Now, thanks to Paul’s controversial comeback video involving him tasering a dead rat, YouTube is ready to go further, threatening sanctions to users whose “egregious actions” harm “the reputation of the broader creator community among advertisers, the media industry and most importantly, the general public.”
“Preventing harm”
“When one creator does something particularly blatant—like conducts a heinous prank where people are traumatised, promotes violence or hate toward a group, demonstrates cruelty, or sensationalises the pain of others in an attempt to gain views or subscribers—it can cause lasting damage to the community, including viewers, creators and the outside world,” wrote Ariel Bardin, vice president of product management at YouTube in a blog post.
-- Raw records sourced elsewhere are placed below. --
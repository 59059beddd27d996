//! Process-wide server state.
//!
//! The [`Context`] owns the API client and the project resolver (and with it
//! the project cache). It is built once at startup and shared by the tool,
//! resource and prompt handlers through an `Arc`.

use crate::config::Config;
use crate::error::{Error, Result};
use honeybadger::api::HoneybadgerApi;
use honeybadger::domain::Project;
use honeybadger::resolver::ProjectResolver;
use honeybadger::transport::{HttpTransport, Transport};
use std::sync::Arc;
use tracing::debug;

/// Shared state for all MCP handlers.
pub struct Context {
    api: Arc<HoneybadgerApi>,
    resolver: ProjectResolver,
    default_project_id: Option<u64>,
}

impl Context {
    /// Build the context for a validated configuration.
    ///
    /// # Errors
    ///
    /// Returns an error if the HTTP transport cannot be created (e.g. the
    /// base URL is invalid).
    pub fn new(config: &Config) -> Result<Self> {
        let transport = HttpTransport::new(config.client.clone())?;
        debug!(base_url = %transport.base_url(), "Created HTTP transport");
        Ok(Self::with_transport(
            Arc::new(transport),
            config.default_project_id,
        ))
    }

    /// Build a context on top of any transport.
    pub fn with_transport(transport: Arc<dyn Transport>, default_project_id: Option<u64>) -> Self {
        let api = Arc::new(HoneybadgerApi::new(transport));
        let resolver = ProjectResolver::new(Arc::clone(&api));
        Self {
            api,
            resolver,
            default_project_id,
        }
    }

    /// The API client.
    #[must_use]
    pub fn api(&self) -> &HoneybadgerApi {
        &self.api
    }

    /// The project resolver.
    #[must_use]
    pub fn resolver(&self) -> &ProjectResolver {
        &self.resolver
    }

    /// The configured default project, if any.
    #[must_use]
    pub fn default_project_id(&self) -> Option<u64> {
        self.default_project_id
    }

    /// Resolve a project by name or ID, treating "no match" as an error.
    ///
    /// # Errors
    ///
    /// Returns `Error::ProjectNotFound` when nothing matches, or the API
    /// error if the project list cannot be fetched.
    pub async fn require_project(&self, name_or_id: &str) -> Result<Project> {
        self.resolver
            .find_project(name_or_id)
            .await?
            .ok_or_else(|| Error::ProjectNotFound(name_or_id.to_string()))
    }
}
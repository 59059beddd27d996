//! HTTP access layer for the Honeybadger API.
//!
//! The [`Transport`] trait is the seam between the typed accessors in
//! [`crate::api`] and the network. It exposes a single verb, `GET`: the
//! client is read-only and there is deliberately no way to issue any other
//! method through it.
//!
//! Implementations must:
//! - send the API token as HTTP Basic credentials (token as username, empty password)
//! - send `Accept: application/json`
//! - turn `204 No Content` into an empty JSON object
//! - turn any non-2xx status into [`Error::Api`](crate::Error::Api) carrying the raw body
//! - never retry

mod http;

pub use http::{ClientConfig, DEFAULT_BASE_URL, HttpTransport};

use crate::error::Result;
use async_trait::async_trait;
use serde_json::Value;
use std::collections::BTreeMap;

/// Flat string-keyed query filters (e.g. `q`, `limit`).
pub type QueryParams = BTreeMap<String, String>;

/// Per-request overrides.
#[derive(Debug, Clone, Default)]
pub struct RequestOptions {
    /// Extra headers, applied after the defaults so they can replace them.
    pub headers: Vec<(String, String)>,
}

impl RequestOptions {
    /// Add a header override.
    #[must_use]
    pub fn with_header(mut self, name: impl Into<String>, value: impl Into<String>) -> Self {
        self.headers.push((name.into(), value.into()));
        self
    }
}

/// Authenticated, read-only access to the upstream REST API.
#[async_trait]
pub trait Transport: Send + Sync {
    /// `GET` a path relative to the base URL, with request overrides.
    ///
    /// `path` already contains any query string.
    ///
    /// # Errors
    ///
    /// Returns `Error::Api` for non-2xx responses, `Error::Transport` for
    /// network failures and `Error::Json` for undecodable bodies.
    async fn get_with(&self, path: &str, options: &RequestOptions) -> Result<Value>;

    /// `GET` a path relative to the base URL.
    ///
    /// # Errors
    ///
    /// See [`Transport::get_with`].
    async fn get(&self, path: &str) -> Result<Value> {
        self.get_with(path, &RequestOptions::default()).await
    }
}

/// Append URL-encoded query parameters to `path`.
///
/// Returns `path` unchanged when `params` is empty.
#[must_use]
pub fn with_query(path: &str, params: &QueryParams) -> String {
    if params.is_empty() {
        return path.to_string();
    }

    let query = url::form_urlencoded::Serializer::new(String::new())
        .extend_pairs(params.iter())
        .finish();
    format!("{path}?{query}")
}

#[cfg(test)]
mod tests {
    use super::*;

    #[test]
    fn test_with_query_empty_params() {
        assert_eq!(
            with_query("/projects/1/faults", &QueryParams::new()),
            "/projects/1/faults"
        );
    }

    #[test]
    fn test_with_query_encodes_values() {
        let mut params = QueryParams::new();
        params.insert(
            "q".to_string(),
            "is:unresolved environment:production".to_string(),
        );
        params.insert("limit".to_string(), "25".to_string());

        assert_eq!(
            with_query("/projects/1/faults", &params),
            "/projects/1/faults?limit=25&q=is%3Aunresolved+environment%3Aproduction"
        );
    }

    #[test]
    fn test_request_options_builder() {
        let options = RequestOptions::default().with_header("X-Trace", "abc");
        assert_eq!(options.headers, vec![("X-Trace".to_string(), "abc".to_string())]);
    }
}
Claiming that these changes weren’t targeting the 99.9% who play by the rules – hmmmm – Bardin went on to outline the additional steps that will sit alongside the largely ignored community guidelines. If a channel uploads content that results in “widespread harm”, the site reserves to the right to:
- Remove monetisation programs, promotion and content development partnerships
- Suspend the ability to serve ads and earn revenue
- Remove a channel from recommended spots on YouTube, such as “watch next” or appearing on the homepage
In other words, they plan to hit content creators with two blows where it hurts: the wallet and the ego.
“We expect to issue these new consequences only in a rare handful of egregious cases, but hope they will help us prevent the actions of a few from harming the broader community,” Bardin concluded.
Will it work?
You’d have to be incredibly naive to think that this is YouTube taking a principled stand, rather than reacting to negative coverage from those outside the site looking in. It’s not like Logan Paul’s videos were always controversy-free before the suicide forest video fiasco, and the company had no problem promoting him at every opportunity then.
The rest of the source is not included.